We were all on edge, wondering what each day would bring. There was always at least one EA off because of the stress, which put more pressure on whoever did show up. I thought about quitting all the time. We all did. Sometimes it felt like EAs were getting paid $25 an hour to put our lives on the line. We do what we do because we love the children, but there’s a line where enough is enough. Those of us who had been there a long time would try to stick it out. We had seniority, a pension and were nearing retirement, and the people we work with are like family. But young people who come into the job do not stay for long. They see what’s going on and say, “Nope, I’m not doing this.”

In the end, I finally left my job at the end of the last school year. My eldest son got beaten up so badly I decided to take him out of school before he finished high school. We didn’t want our other son, who’s now in Grade 8, to go through that. He has an intellectual disability and, because of the cuts to special needs supports, would’ve been on a long waitlist for a self-contained classroom. In a mainstream classroom in Hamilton, he would have been eaten alive. I was terrified. I had worked as an educational assistant in Hamilton for more than 20 years and figured I would finish my career here—but I had to put my family first. 
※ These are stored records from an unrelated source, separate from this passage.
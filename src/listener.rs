//! The callback contract callers implement, and the `Completer` capability the engine
//! uses to deliver a finished operation back to it.
//!
//! No direct teacher analog: `posy`'s stores are entirely synchronous call-and-return.
//! This is new code written to satisfy the "abstract this as a Completer capability
//! accepting a callable" design note in SPEC_FULL.md §9.

use std::fmt;
use std::sync::mpsc;

use crate::dispatcher::HandleRef;
use crate::error::Result;

/// Callbacks the engine invokes, through a [`Completer`], once a requested operation
/// has run on the worker thread. Every method has a no-op default so callers only
/// implement what they need.
pub trait Listener: Send + 'static {
    fn on_file_opened(&self, _result: Result<HandleRef>) {}
    fn on_data_read(&self, _handle: HandleRef, _result: Result<Vec<u8>>) {}
    fn on_data_written(&self, _handle: HandleRef, _result: Result<usize>) {}
    /// `handle` is `None` when the doom targeted a key with no live handle.
    fn on_file_doomed(&self, _handle: Option<HandleRef>, _result: Result<()>) {}
    fn on_eof_set(&self, _handle: HandleRef, _result: Result<()>) {}
}

/// A `Listener` that does nothing, for callers that only care about a result they'll
/// observe some other way (a `ChannelCompleter`'s receiver, a shared `Mutex`, etc).
pub struct NullListener;
impl Listener for NullListener {}

/// Delivers a finished operation's completion closure. Abstracts over "run it right
/// here" (the default, and what tests use) and "hand it to whatever event loop the
/// caller's thread is running".
pub trait Completer: Send + Sync + 'static {
    fn post(&self, job: Box<dyn FnOnce() + Send>);
}

impl fmt::Debug for dyn Completer {
    fn fmt(&self, f: &mut fmt::Formatter<'_>) -> fmt::Result {
        f.write_str("dyn Completer")
    }
}

/// Runs the completion immediately, on whatever thread calls `post` (in practice, the
/// worker thread itself). This is the engine's default and is adequate for callers
/// that don't need completions marshalled onto a specific thread.
#[derive(Debug, Clone, Copy, Default)]
pub struct InlineCompleter;

impl Completer for InlineCompleter {
    fn post(&self, job: Box<dyn FnOnce() + Send>) {
        job();
    }
}

/// Hands completions off to an `mpsc` channel for a caller-owned event loop to drain
/// at its own pace, the way a GUI toolkit's main loop would pump a queue of posted
/// callbacks.
#[derive(Clone)]
pub struct ChannelCompleter {
    sender: mpsc::Sender<Box<dyn FnOnce() + Send>>,
}

impl ChannelCompleter {
    /// Returns a completer and the receiving half; the caller is responsible for
    /// periodically calling `pump`/`pump_blocking` on the receiver from its own
    /// thread.
    pub fn new() -> (ChannelCompleter, mpsc::Receiver<Box<dyn FnOnce() + Send>>) {
        let (sender, receiver) = mpsc::channel();
        (ChannelCompleter { sender }, receiver)
    }
}

impl Completer for ChannelCompleter {
    fn post(&self, job: Box<dyn FnOnce() + Send>) {
        // If the receiver has been dropped, there's no one left to deliver the
        // completion to; that's the caller's choice to make, not an engine error.
        let _ = self.sender.send(job);
    }
}

/// Runs every completion currently queued on `receiver`, in order. Returns the number
/// of completions run.
pub fn pump(receiver: &mpsc::Receiver<Box<dyn FnOnce() + Send>>) -> usize {
    let mut n = 0;
    while let Ok(job) = receiver.try_recv() {
        job();
        n += 1;
    }
    n
}

/// Blocks until at least one completion is available, then runs every completion
/// currently queued.
pub fn pump_blocking(receiver: &mpsc::Receiver<Box<dyn FnOnce() + Send>>) -> usize {
    match receiver.recv() {
        Ok(job) => job(),
        Err(_) => return 0,
    }
    1 + pump(receiver)
}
We sold our house that summer and moved to my husband’s hometown of Amherstburg, which is about 20 minutes from Windsor. Here, my son goes to a Catholic school and is well supported. Catholic schools don’t have self-contained classrooms—their philosophy is that every child belongs with their peers, regardless of ability—but as a result they often have more EAs per classroom. When he goes to high school, he can be placed into a special program that’s similar to the vocational schools they used to have in Hamilton, which will help give him the everyday skills he’ll need to one day live on his own.

I got a job at St. Clair College in Windsor as a support learning facilitator for their Community Integration program. There, I help adults with developmental disabilities, modifying the regular curriculum to help them be as successful as their neurotypical peers. I also take notes for them and help them do their schoolwork. The job is essentially the same as what I used to do, but since it’s in a private school, I don’t have students with severe behavioural challenges.

I’ve been hired as a supply EA for both of the local school boards, but I’ve only worked four shifts. I wish that could still be my passion, but every time I step into a school, I’m reminded that, after all the cuts, it’s no longer what I signed up for in 2002. It’s not about sitting down with students one-on-one and helping them do math problems anymore. And it’s really sad that the thing I used to love is just gone. 

I want everyone to know what’s happening in our schools. If every parent had a sense of what was going on, they would be horrified. They would want to do something about it. And if enough people push for change, I’m hoping things can turn around.